Collected data
===

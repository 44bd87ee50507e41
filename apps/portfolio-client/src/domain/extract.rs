//! Best-effort extraction of a JSON object from free-form model output.
//!
//! Tried in order: a fenced `json` code block, the widest `{...}` span, then
//! the first balanced object that parses. Failure is a value, not an error.

use std::sync::OnceLock;

use regex::Regex;
use serde_json::Value;

/// Outcome of an extraction attempt.
#[derive(Debug, Clone, PartialEq)]
pub enum Extraction {
    /// A JSON object was recovered.
    Found(Value),
    /// The text carries no parseable object.
    NotFound,
}

impl Extraction {
    /// The recovered object, if any.
    #[must_use]
    pub const fn value(&self) -> Option<&Value> {
        match self {
            Self::Found(value) => Some(value),
            Self::NotFound => None,
        }
    }
}

#[allow(clippy::expect_used)] // Patterns are compile-time constants
fn fenced_block() -> &'static Regex {
    static FENCED: OnceLock<Regex> = OnceLock::new();
    FENCED.get_or_init(|| {
        Regex::new(r"(?is)```json\s*(.*?)```").expect("fenced block pattern is valid")
    })
}

#[allow(clippy::expect_used)] // Patterns are compile-time constants
fn greedy_object() -> &'static Regex {
    static GREEDY: OnceLock<Regex> = OnceLock::new();
    GREEDY.get_or_init(|| Regex::new(r"(?s)\{.*\}").expect("object span pattern is valid"))
}

/// Recover the first JSON object embedded in `text`.
#[must_use]
pub fn extract_json(text: &str) -> Extraction {
    let fenced = fenced_block()
        .captures_iter(text)
        .filter_map(|c| c.get(1))
        .find_map(|m| parse_object(m.as_str()));

    fenced
        .or_else(|| {
            greedy_object()
                .find(text)
                .and_then(|m| parse_object(m.as_str()))
        })
        .or_else(|| first_balanced_object(text))
        .map_or(Extraction::NotFound, Extraction::Found)
}

fn parse_object(candidate: &str) -> Option<Value> {
    serde_json::from_str::<Value>(candidate.trim())
        .ok()
        .filter(Value::is_object)
}

/// Single pass over `text` keeping the offsets of unclosed braces.
///
/// Each span is tried when its `}` arrives. Among spans that parse, the one
/// opened earliest wins, so an enclosing object beats the objects nested in
/// it. Quotes only count inside an open brace.
fn first_balanced_object(text: &str) -> Option<Value> {
    let mut open: Vec<usize> = Vec::new();
    let mut best: Option<(usize, Value)> = None;
    let mut in_string = false;
    let mut escaped = false;

    for (i, c) in text.char_indices() {
        if in_string {
            match c {
                _ if escaped => escaped = false,
                '\\' => escaped = true,
                '"' => in_string = false,
                _ => {}
            }
            continue;
        }
        match c {
            '"' if !open.is_empty() => in_string = true,
            '{' => open.push(i),
            '}' => {
                let Some(start) = open.pop() else {
                    continue;
                };
                let earlier = best.as_ref().is_none_or(|(found, _)| start < *found);
                if let Some(value) = earlier.then(|| parse_object(&text[start..=i])).flatten() {
                    best = Some((start, value));
                }
                if open.is_empty() && best.is_some() {
                    break;
                }
            }
            _ => {}
        }
    }
    best.map(|(_, value)| value)
}

#[cfg(test)]
mod tests {
    use std::time::{Duration, Instant};

    use super::*;
    use serde_json::json;

    #[test]
    fn fenced_block_wins() {
        let text = "Voici {pas du json}\n```json\n{\"score\": 7}\n```\nFin {\"score\": 1}";
        assert_eq!(extract_json(text), Extraction::Found(json!({"score": 7})));
    }

    #[test]
    fn greedy_span_without_fence() {
        let text = "Analyse : {\"risk\": \"low\", \"tags\": [\"tech\"]} merci";
        assert_eq!(
            extract_json(text),
            Extraction::Found(json!({"risk": "low", "tags": ["tech"]}))
        );
    }

    #[test]
    fn first_balanced_object_when_greedy_span_is_invalid() {
        let text = "{\"a\": 1} puis {\"b\": \"}\"} et {cassé";
        assert_eq!(extract_json(text), Extraction::Found(json!({"a": 1})));
    }

    #[test]
    fn braces_inside_strings_are_ignored() {
        let text = "x {\"note\": \"{not a brace}\", \"n\": 2} et }";
        assert_eq!(
            extract_json(text),
            Extraction::Found(json!({"note": "{not a brace}", "n": 2}))
        );
    }

    #[test]
    fn object_after_unclosed_brace() {
        let text = "Note {brouillon {\"score\": 3} fin";
        assert_eq!(extract_json(text), Extraction::Found(json!({"score": 3})));
    }

    #[test]
    fn enclosing_object_beats_nested_one() {
        let text = "{\"outer\": {\"inner\": 1}} puis }{";
        assert_eq!(
            extract_json(text),
            Extraction::Found(json!({"outer": {"inner": 1}}))
        );
    }

    #[test]
    fn long_run_of_unclosed_braces_stays_linear() {
        let started = Instant::now();
        assert_eq!(extract_json(&"{".repeat(200_000)), Extraction::NotFound);

        let trailing = format!("{}{{\"ok\": true}}", "{".repeat(200_000));
        assert_eq!(extract_json(&trailing), Extraction::Found(json!({"ok": true})));

        assert!(started.elapsed() < Duration::from_secs(2));
    }

    #[test]
    fn plain_text_is_not_found() {
        let extraction = extract_json("Aucune donnée structurée ici.");
        assert_eq!(extraction, Extraction::NotFound);
        assert!(extraction.value().is_none());
    }

    #[test]
    fn arrays_are_not_objects() {
        assert_eq!(extract_json("```json\n[1, 2]\n```"), Extraction::NotFound);
    }
}
//! Client configuration from environment variables.

use std::time::Duration;

use crate::application::{DEFAULT_POLL_INTERVAL, PollerConfig};
use crate::domain::{SymbolSet, TradingWindow};

/// Default proxy address.
pub const DEFAULT_PROXY_URL: &str = "http://localhost:3000";

/// Client configuration.
#[derive(Debug, Clone, PartialEq, Eq)]
pub struct ClientConfig {
    /// Market proxy base URL, without trailing slash.
    pub proxy_url: String,
    /// Symbols to poll.
    pub symbols: SymbolSet,
    /// Poller tuning.
    pub poller: PollerConfig,
    /// HTTP request timeout.
    pub request_timeout: Duration,
}

impl Default for ClientConfig {
    fn default() -> Self {
        Self {
            proxy_url: DEFAULT_PROXY_URL.to_string(),
            symbols: SymbolSet::default(),
            poller: PollerConfig {
                trading_window: Some(TradingWindow::default()),
                ..PollerConfig::default()
            },
            request_timeout: Duration::from_secs(30),
        }
    }
}

impl ClientConfig {
    /// Load configuration from the process environment.
    ///
    /// # Errors
    ///
    /// Returns an error if a variable is set to an unparseable value.
    pub fn from_env() -> Result<Self, ConfigError> {
        Self::from_lookup(|key| std::env::var(key).ok())
    }

    /// Load configuration through an arbitrary lookup.
    ///
    /// # Errors
    ///
    /// Returns an error if a variable is set to an unparseable value.
    pub fn from_lookup<F>(lookup: F) -> Result<Self, ConfigError>
    where
        F: Fn(&str) -> Option<String>,
    {
        let defaults = Self::default();

        let proxy_url = match lookup("MARKET_PROXY_URL").filter(|v| !v.trim().is_empty()) {
            Some(url) => parse_url("MARKET_PROXY_URL", &url)?,
            None => defaults.proxy_url,
        };

        let symbols = lookup("PORTFOLIO_SYMBOLS")
            .map(|raw| SymbolSet::new(raw.split(',')))
            .unwrap_or_default();

        let interval_secs: u64 = parse_or(&lookup, "POLL_INTERVAL_SECS", DEFAULT_POLL_INTERVAL.as_secs())?;
        if interval_secs == 0 {
            return Err(ConfigError::invalid("POLL_INTERVAL_SECS", "0"));
        }

        let trading_window = match lookup("POLL_TRADING_HOURS") {
            None => defaults.poller.trading_window,
            Some(raw) if raw.trim().is_empty() => None,
            Some(raw) => Some(
                raw.parse::<TradingWindow>()
                    .map_err(|_| ConfigError::invalid("POLL_TRADING_HOURS", &raw))?,
            ),
        };

        Ok(Self {
            proxy_url,
            symbols,
            poller: PollerConfig {
                interval: Duration::from_secs(interval_secs),
                batch_size: parse_or(&lookup, "POLL_BATCH_SIZE", defaults.poller.batch_size)?,
                trading_window,
            },
            request_timeout: Duration::from_secs(parse_or(
                &lookup,
                "REQUEST_TIMEOUT_SECS",
                defaults.request_timeout.as_secs(),
            )?),
        })
    }
}

fn parse_or<F, T>(lookup: &F, key: &'static str, default: T) -> Result<T, ConfigError>
where
    F: Fn(&str) -> Option<String>,
    T: std::str::FromStr,
{
    match lookup(key) {
        Some(raw) if !raw.trim().is_empty() => raw
            .trim()
            .parse()
            .map_err(|_| ConfigError::invalid(key, &raw)),
        _ => Ok(default),
    }
}

fn parse_url(key: &'static str, raw: &str) -> Result<String, ConfigError> {
    let url = raw.trim().trim_end_matches('/');
    if url.starts_with("http://") || url.starts_with("https://") {
        Ok(url.to_string())
    } else {
        Err(ConfigError::invalid(key, raw))
    }
}

/// Configuration errors.
#[derive(Debug, Clone, PartialEq, Eq, thiserror::Error)]
pub enum ConfigError {
    /// A variable holds a value that cannot be used.
    #[error("invalid value for {key}: '{value}'")]
    InvalidValue {
        /// Variable name.
        key: &'static str,
        /// Offending value.
        value: String,
    },
}

impl ConfigError {
    fn invalid(key: &'static str, value: &str) -> Self {
        Self::InvalidValue {
            key,
            value: value.to_string(),
        }
    }
}

#[cfg(test)]
mod tests {
    use std::collections::HashMap;

    use super::*;

    fn load(vars: &[(&str, &str)]) -> Result<ClientConfig, ConfigError> {
        let vars: HashMap<String, String> = vars
            .iter()
            .map(|(k, v)| ((*k).to_string(), (*v).to_string()))
            .collect();
        ClientConfig::from_lookup(|key| vars.get(key).cloned())
    }

    #[test]
    fn defaults() {
        let config = load(&[]).unwrap();
        assert_eq!(config, ClientConfig::default());
        assert_eq!(config.poller.interval, Duration::from_secs(60));
        assert_eq!(config.poller.batch_size, 0);
        assert_eq!(config.poller.trading_window, Some(TradingWindow::default()));
    }

    #[test]
    fn full_environment() {
        let config = load(&[
            ("MARKET_PROXY_URL", "https://proxy.example.com/"),
            ("PORTFOLIO_SYMBOLS", "msft, aapl,,AAPL"),
            ("POLL_INTERVAL_SECS", "30"),
            ("POLL_BATCH_SIZE", "15"),
            ("POLL_TRADING_HOURS", "08:00-22:00"),
        ])
        .unwrap();

        assert_eq!(config.proxy_url, "https://proxy.example.com");
        assert_eq!(config.symbols.as_slice(), ["AAPL", "MSFT"]);
        assert_eq!(config.poller.interval, Duration::from_secs(30));
        assert_eq!(config.poller.batch_size, 15);
        assert_eq!(
            config.poller.trading_window.unwrap().to_string(),
            "08:00-22:00"
        );
    }

    #[test]
    fn empty_trading_hours_means_always() {
        let config = load(&[("POLL_TRADING_HOURS", "")]).unwrap();
        assert_eq!(config.poller.trading_window, None);
    }

    #[test]
    fn invalid_values_are_reported() {
        assert!(load(&[("POLL_INTERVAL_SECS", "0")]).is_err());
        assert!(load(&[("POLL_BATCH_SIZE", "many")]).is_err());
        assert!(load(&[("POLL_TRADING_HOURS", "always")]).is_err());
        assert!(load(&[("MARKET_PROXY_URL", "localhost:3000")]).is_err());
    }
}
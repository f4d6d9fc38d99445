//! One-time merge of the guest cart into the server cart at login.

use std::sync::Arc;

use reqwest::StatusCode;
use serde::Serialize;
use tracing::{debug, instrument, warn};

use clementine_core::{Cart, CartLine};

use crate::api::RequestPipeline;
use crate::cart::{CartError, CartStore};
use crate::error::{ApiError, Result};
use crate::storage::StateStore;

#[derive(Serialize)]
struct SyncRequest {
    items: Vec<CartLine>,
}

/// Reconciles the guest cart with the server cart right after login.
///
/// Runs exactly once per login, before any other cart operation is issued
/// for the new session. The server owns the merge: it sums quantities for
/// products present on both sides, appends the rest, applies its own stock
/// rules, and returns the resulting cart.
pub struct CartReconciler {
    pipeline: RequestPipeline,
    store: Arc<dyn StateStore>,
    cart: CartStore,
}

impl CartReconciler {
    /// Wire the reconciler to its collaborators.
    #[must_use]
    pub fn new(pipeline: RequestPipeline, store: Arc<dyn StateStore>, cart: CartStore) -> Self {
        Self {
            pipeline,
            store,
            cart,
        }
    }

    /// Merge the stored guest cart into the server cart.
    ///
    /// With no guest lines this is a plain fetch of the server cart. The
    /// guest snapshot is discarded only after the backend confirms the
    /// merge; on any failure it stays in storage so nothing is lost, and
    /// the cache keeps showing the guest lines.
    ///
    /// # Errors
    ///
    /// Returns [`CartError::InvalidMergePayload`] when the backend rejects
    /// the guest lines, or the underlying transport/status error otherwise.
    #[instrument(skip(self))]
    pub async fn reconcile(&self) -> Result<()> {
        let guest = self.store.load_cart().await?.unwrap_or_default();

        if guest.is_empty() {
            let remote: Cart = self.pipeline.get("/cart").await?;
            debug!(lines = remote.items.len(), "no guest cart, fetched server cart");
            self.cart.replace(remote).await;
            self.store.clear_cart().await?;
            return Ok(());
        }

        let merged: std::result::Result<Cart, ApiError> = self
            .pipeline
            .post(
                "/cart/sync",
                &SyncRequest {
                    items: guest.items.clone(),
                },
            )
            .await;

        match merged {
            Ok(merged) => {
                debug!(
                    guest_lines = guest.items.len(),
                    merged_lines = merged.items.len(),
                    "guest cart merged into server cart"
                );
                self.cart.replace(merged).await;
                self.store.clear_cart().await?;
                Ok(())
            }
            Err(err) => {
                warn!(error = %err, "cart merge failed, keeping guest cart");
                self.cart.replace(guest).await;
                Err(match err {
                    ApiError::Status { status, message }
                        if status == StatusCode::BAD_REQUEST =>
                    {
                        CartError::InvalidMergePayload(message).into()
                    }
                    other => other,
                })
            }
        }
    }
}
//! Session lifecycle: token persistence and the login/register/logout flows.
//!
//! [`TokenStore`] is the single authority over the persisted session. The
//! request pipeline reads it before every send and rewrites it on refresh;
//! [`AuthGateway`] writes it on login/register and clears it on logout.

mod error;

pub use error::AuthError;

use std::sync::Arc;

use reqwest::StatusCode;
use serde::{Deserialize, Serialize};
use tracing::{debug, instrument};

use clementine_core::{Email, Session, UserProfile};

use crate::api::RequestPipeline;
use crate::cart::CartStore;
use crate::error::{ApiError, Result};
use crate::storage::StateStore;
use crate::wishlist::WishlistStore;

/// Handle to the persisted session.
///
/// A thin typed wrapper over the session key of the injected [`StateStore`];
/// cheap to clone and share between the pipeline and the gateway.
#[derive(Clone)]
pub struct TokenStore {
    store: Arc<dyn StateStore>,
}

impl TokenStore {
    /// Wrap the session key of `store`.
    #[must_use]
    pub fn new(store: Arc<dyn StateStore>) -> Self {
        Self { store }
    }

    /// Load the current session, if any.
    pub async fn load(&self) -> Result<Option<Session>> {
        Ok(self.store.load_session().await?)
    }

    /// Persist `session`, replacing any previous one.
    pub async fn save(&self, session: &Session) -> Result<()> {
        Ok(self.store.save_session(session).await?)
    }

    /// Drop the persisted session.
    pub async fn clear(&self) -> Result<()> {
        Ok(self.store.clear_session().await?)
    }
}

/// Login request body.
#[derive(Debug, Serialize)]
pub struct Credentials {
    /// Account email.
    pub email: Email,
    /// Plaintext password, sent over TLS only.
    pub password: String,
}

/// Registration request body.
#[derive(Debug, Serialize)]
#[serde(rename_all = "camelCase")]
pub struct Registration {
    /// Account email.
    pub email: Email,
    /// Plaintext password, sent over TLS only.
    pub password: String,
    /// Full display name.
    pub full_name: String,
    /// Contact phone, if provided.
    #[serde(skip_serializing_if = "Option::is_none")]
    pub phone: Option<String>,
    /// Shipping address, if provided.
    #[serde(skip_serializing_if = "Option::is_none")]
    pub address: Option<String>,
}

/// Response body shared by the login and register endpoints.
#[derive(Debug, Deserialize)]
#[serde(rename_all = "camelCase")]
struct AuthPayload {
    user: UserProfile,
    access_token: String,
    refresh_token: String,
}

impl From<AuthPayload> for Session {
    fn from(payload: AuthPayload) -> Self {
        Self {
            access_token: payload.access_token,
            refresh_token: payload.refresh_token,
            user: payload.user,
        }
    }
}

/// Login, registration, and logout against the backend.
#[derive(Clone)]
pub struct AuthGateway {
    pipeline: RequestPipeline,
    tokens: TokenStore,
    cart: CartStore,
    wishlist: WishlistStore,
}

impl AuthGateway {
    /// Wire the gateway to its collaborators.
    #[must_use]
    pub fn new(
        pipeline: RequestPipeline,
        tokens: TokenStore,
        cart: CartStore,
        wishlist: WishlistStore,
    ) -> Self {
        Self {
            pipeline,
            tokens,
            cart,
            wishlist,
        }
    }

    /// Authenticate with email and password, establishing a session.
    ///
    /// The caller (the [`crate::Storefront`] facade) is responsible for
    /// reconciling the guest cart after this returns.
    ///
    /// # Errors
    ///
    /// Returns [`AuthError::InvalidCredentials`] when the backend rejects
    /// the pair; the error does not distinguish unknown email from wrong
    /// password.
    #[instrument(skip(self, credentials), fields(email = %credentials.email))]
    pub async fn login(&self, credentials: &Credentials) -> Result<Session> {
        let payload: AuthPayload = self
            .pipeline
            .post("/auth/login", credentials)
            .await
            .map_err(|err| match err {
                ApiError::Unauthorized(_) => AuthError::InvalidCredentials.into(),
                other => other,
            })?;

        let session = Session::from(payload);
        self.tokens.save(&session).await?;
        debug!(user = %session.user.id, "session established");
        Ok(session)
    }

    /// Create an account and establish a session in one step.
    ///
    /// # Errors
    ///
    /// Returns [`AuthError::DuplicateAccount`] when the email is taken.
    #[instrument(skip(self, registration), fields(email = %registration.email))]
    pub async fn register(&self, registration: &Registration) -> Result<Session> {
        let payload: AuthPayload = self
            .pipeline
            .post("/auth/register", registration)
            .await
            .map_err(|err| match err {
                ApiError::Status { status, .. } if status == StatusCode::BAD_REQUEST => {
                    AuthError::DuplicateAccount.into()
                }
                other => other,
            })?;

        let session = Session::from(payload);
        self.tokens.save(&session).await?;
        debug!(user = %session.user.id, "account created, session established");
        Ok(session)
    }

    /// End the session and purge all locally held user state.
    ///
    /// The server-side revocation is best-effort: whether or not the backend
    /// accepts the call, the local session, cart cache, and wishlist cache
    /// are gone when this returns.
    #[instrument(skip(self))]
    pub async fn logout(&self) -> Result<()> {
        if let Err(err) = self
            .pipeline
            .post_empty::<serde_json::Value>("/auth/logout")
            .await
        {
            debug!(error = %err, "logout revocation failed; clearing local state anyway");
        }

        self.tokens.clear().await?;
        self.cart.purge_local().await?;
        self.wishlist.purge_local().await?;
        Ok(())
    }
}

#[cfg(test)]
mod tests {
    use super::*;
    use crate::config::StorefrontConfig;
    use crate::storage::MemoryStore;
    use clementine_core::UserRole;
    use mockito::{Matcher, Server};

    fn auth_payload_json() -> serde_json::Value {
        serde_json::json!({
            "user": {
                "id": "u-1",
                "email": "shopper@example.com",
                "fullName": "Sam Shopper",
                "role": "customer"
            },
            "accessToken": "a1",
            "refreshToken": "r1"
        })
    }

    fn gateway_with(server: &Server, store: &MemoryStore) -> AuthGateway {
        let config = StorefrontConfig::for_api_url(&server.url()).unwrap();
        let store: Arc<dyn StateStore> = Arc::new(store.clone());
        let tokens = TokenStore::new(Arc::clone(&store));
        let pipeline = RequestPipeline::new(&config, tokens.clone()).unwrap();
        let cart = CartStore::new(pipeline.clone(), Arc::clone(&store));
        let wishlist = WishlistStore::new(pipeline.clone(), Arc::clone(&store));
        AuthGateway::new(pipeline, tokens, cart, wishlist)
    }

    #[tokio::test]
    async fn test_login_persists_session() {
        let mut server = Server::new_async().await;
        let mock = server
            .mock("POST", "/auth/login")
            .match_body(Matcher::Json(serde_json::json!({
                "email": "shopper@example.com",
                "password": "hunter2"
            })))
            .with_body(auth_payload_json().to_string())
            .create_async()
            .await;

        let store = MemoryStore::new();
        let gateway = gateway_with(&server, &store);

        let session = gateway
            .login(&Credentials {
                email: Email::parse("shopper@example.com").unwrap(),
                password: "hunter2".to_owned(),
            })
            .await
            .unwrap();

        assert_eq!(session.access_token, "a1");
        assert_eq!(session.user.role, UserRole::Customer);
        assert_eq!(store.load_session().await.unwrap(), Some(session));
        mock.assert_async().await;
    }

    #[tokio::test]
    async fn test_login_rejection_maps_to_invalid_credentials() {
        let mut server = Server::new_async().await;
        server
            .mock("POST", "/auth/login")
            .with_status(401)
            .with_body(r#"{"error": "invalid email or password"}"#)
            .create_async()
            .await;

        let store = MemoryStore::new();
        let gateway = gateway_with(&server, &store);

        let err = gateway
            .login(&Credentials {
                email: Email::parse("shopper@example.com").unwrap(),
                password: "wrong".to_owned(),
            })
            .await
            .unwrap_err();
        assert!(matches!(err, ApiError::Auth(AuthError::InvalidCredentials)));
        assert!(store.load_session().await.unwrap().is_none());
    }

    #[tokio::test]
    async fn test_register_duplicate_email() {
        let mut server = Server::new_async().await;
        server
            .mock("POST", "/auth/register")
            .with_status(400)
            .with_body(r#"{"error": "email already registered"}"#)
            .create_async()
            .await;

        let store = MemoryStore::new();
        let gateway = gateway_with(&server, &store);

        let err = gateway
            .register(&Registration {
                email: Email::parse("shopper@example.com").unwrap(),
                password: "hunter2".to_owned(),
                full_name: "Sam Shopper".to_owned(),
                phone: None,
                address: None,
            })
            .await
            .unwrap_err();
        assert!(matches!(err, ApiError::Auth(AuthError::DuplicateAccount)));
    }

    #[tokio::test]
    async fn test_logout_clears_local_state_even_when_revocation_fails() {
        let mut server = Server::new_async().await;
        let revoke = server
            .mock("POST", "/auth/logout")
            .with_status(500)
            .with_body(r#"{"error": "internal"}"#)
            .create_async()
            .await;

        let store = MemoryStore::new();
        let gateway = gateway_with(&server, &store);

        // seed a session and a guest cart so there is something to purge
        let payload: AuthPayload = serde_json::from_value(auth_payload_json()).unwrap();
        store
            .save_session(&Session::from(payload))
            .await
            .unwrap();
        store
            .save_cart(&clementine_core::Cart::new())
            .await
            .unwrap();

        gateway.logout().await.unwrap();

        assert!(store.load_session().await.unwrap().is_none());
        assert!(store.load_cart().await.unwrap().is_none());
        revoke.assert_async().await;
    }
}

===

*Task to carry out*
What you write must be the entries restated word for word, from the opening line through the one holding "in order: a", with nothing else.

*Answer to this problem*
repository 44bd87ee50507e41
filename apps/portfolio-client/src/domain/extract.rs
//! Best-effort extraction of a JSON object from free-form model output.
//!
//! Tried in order: a fenced `json` code block, the widest `{...}` span, then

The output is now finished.